Re: [PATCH v8 15/15] x86/split_lock: Add a sysfs interface to enable/disable split lock detection during run time

From: Ingo Molnar
Date: Thu Apr 25 2019 - 02:31:24 EST



* Fenghua Yu <fenghua.yu@xxxxxxxxx> wrote:

> To workaround or debug a split lock issue, the administrator may need to
> disable or enable split lock detection during run time without rebooting
> the system.
>
> The interface /sys/device/system/cpu/split_lock_detect is added to allow
> the administrator to disable or enable split lock detection and show
> current split lock detection setting.
>
> Writing [yY1] or [oO][nN] to the file enables split lock detection and
> writing [nN0] or [oO][fF] disables split lock detection. Split lock
> detection is enabled or disabled on all CPUs.
>
> Reading the file returns current global split lock detection setting:
> 0: disabled
> 1: enabled
>
> Add an ABI document entry for /sys/devices/system/cpu/split_lock_detect.
>
> Signed-off-by: Fenghua Yu <fenghua.yu@xxxxxxxxx>
> ---
> Not sure if the justification for the sysfs knob is valid. If not, this
> patch could be removed from this patch set.
>
> .../ABI/testing/sysfs-devices-system-cpu | 22 ++++++++
> arch/x86/kernel/cpu/intel.c | 52 ++++++++++++++++++-
> 2 files changed, 72 insertions(+), 2 deletions(-)
>
> diff --git a/Documentation/ABI/testing/sysfs-devices-system-cpu b/Documentation/ABI/testing/sysfs-devices-system-cpu
> index 9605dbd4b5b5..aad7b1698065 100644
> --- a/Documentation/ABI/testing/sysfs-devices-system-cpu
> +++ b/Documentation/ABI/testing/sysfs-devices-system-cpu
> @@ -67,6 +67,28 @@ Description: Discover NUMA node a CPU belongs to
> /sys/devices/system/cpu/cpu42/node2 -> ../../node/node2
>
>
> +What: /sys/devices/system/cpu/split_lock_detect
> +Date: March 2019
> +Contact: Linux kernel mailing list <linux-kernel@xxxxxxxxxxxxxxx>
> +Description: (RW) Control split lock detection on Intel Tremont and
> + future CPUs
> +
> + Reads return split lock detection status:
> + 0: disabled
> + 1: enabled
> +
> + Writes enable or disable split lock detection:
> + The first character is one of 'Nn0' or [oO][fF] for off
> + disables the feature.
> + The first character is one of 'Yy1' or [oO][nN] for on
> + enables the feature.
> +
> + Please note the interface only shows or controls global setting.
> + During run time, split lock detection on one CPU may be
> + disabled if split lock operation in kernel code happens on
> + the CPU. The interface doesn't show or control split lock
> + detection on individual CPU.

I.e. implementation and possible actual state are out of sync. Why?

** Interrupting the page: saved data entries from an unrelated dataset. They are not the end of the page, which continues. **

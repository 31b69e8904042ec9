mod cmd;
mod exit;
mod logging;
mod output;

use clap::Parser;

use crate::cmd::Command;
use crate::logging::{init_logging, LogFormat, LogLevel};
use crate::output::OutputFormat;

#[derive(Parser, Debug)]
#[command(name = "relaychat", version, about = "TCP chat relay and client")]
struct Cli {
    /// Output format for received frames.
    #[arg(long, value_name = "FORMAT", global = true)]
    format: Option<OutputFormat>,

    /// Log output format (stderr).
    #[arg(long, value_name = "FORMAT", default_value = "text", global = true)]
    log_format: LogFormat,

    /// Minimum log level (stderr).
    #[arg(long, value_name = "LEVEL", default_value = "info", global = true)]
    log_level: LogLevel,

    #[command(subcommand)]
    command: Command,
}

fn main() {
    let cli = Cli::parse();
    init_logging(cli.log_format, cli.log_level);

    let format = cli.format.unwrap_or_else(OutputFormat::default_for_stdout);
    let result = cmd::run(cli.command, format);

    match result {
        Ok(code) => std::process::exit(code),
        Err(err) => {
            eprintln!("error: {err}");
            std::process::exit(err.code);
        }
    }
}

Also, if it's a global flag, why waste memory on putting a sysfs knob
into every CPU's sysfs file?

Finally, why is a debugging facility in sysfs, why not a debugfs knob?
Using a sysctl would solve the percpu vs. global confusion as well ...

> --- a/arch/x86/kernel/cpu/intel.c
> +++ b/arch/x86/kernel/cpu/intel.c
> @@ -35,6 +35,7 @@
> DEFINE_PER_CPU(u64, msr_test_ctl_cache);
> EXPORT_PER_CPU_SYMBOL_GPL(msr_test_ctl_cache);
>
> +static DEFINE_MUTEX(split_lock_detect_mutex);
> static bool split_lock_detect_enable;

'enable' is a verb in plain form - which we use for function names.

For variable names that denotes current state we typically use past
tense, i.e. 'enabled'.

(The only case where we'd us the split_lock_detect_enable name for a flag
if it's a flag to trigger some sort of enabling action - which this
isn't.)

Please review the whole series for various naming mishaps.

> + mutex_lock(&split_lock_detect_mutex);
> +
> + split_lock_detect_enable = val;
> +
> + /* Update the split lock detection setting in MSR on all online CPUs. */
> + on_each_cpu(split_lock_update_msr, NULL, 1);
> +
> + if (split_lock_detect_enable)
> + pr_info("enabled\n");
> + else
> + pr_info("disabled\n");
> +
> + mutex_unlock(&split_lock_detect_mutex);

Instead of a mutex, please just use the global atomic debug flag which
controls the warning printout. By using that flag both for the WARN()ing
and for controlling MSR state all the races are solved and the code is
simplified.


Thanks,

Ingo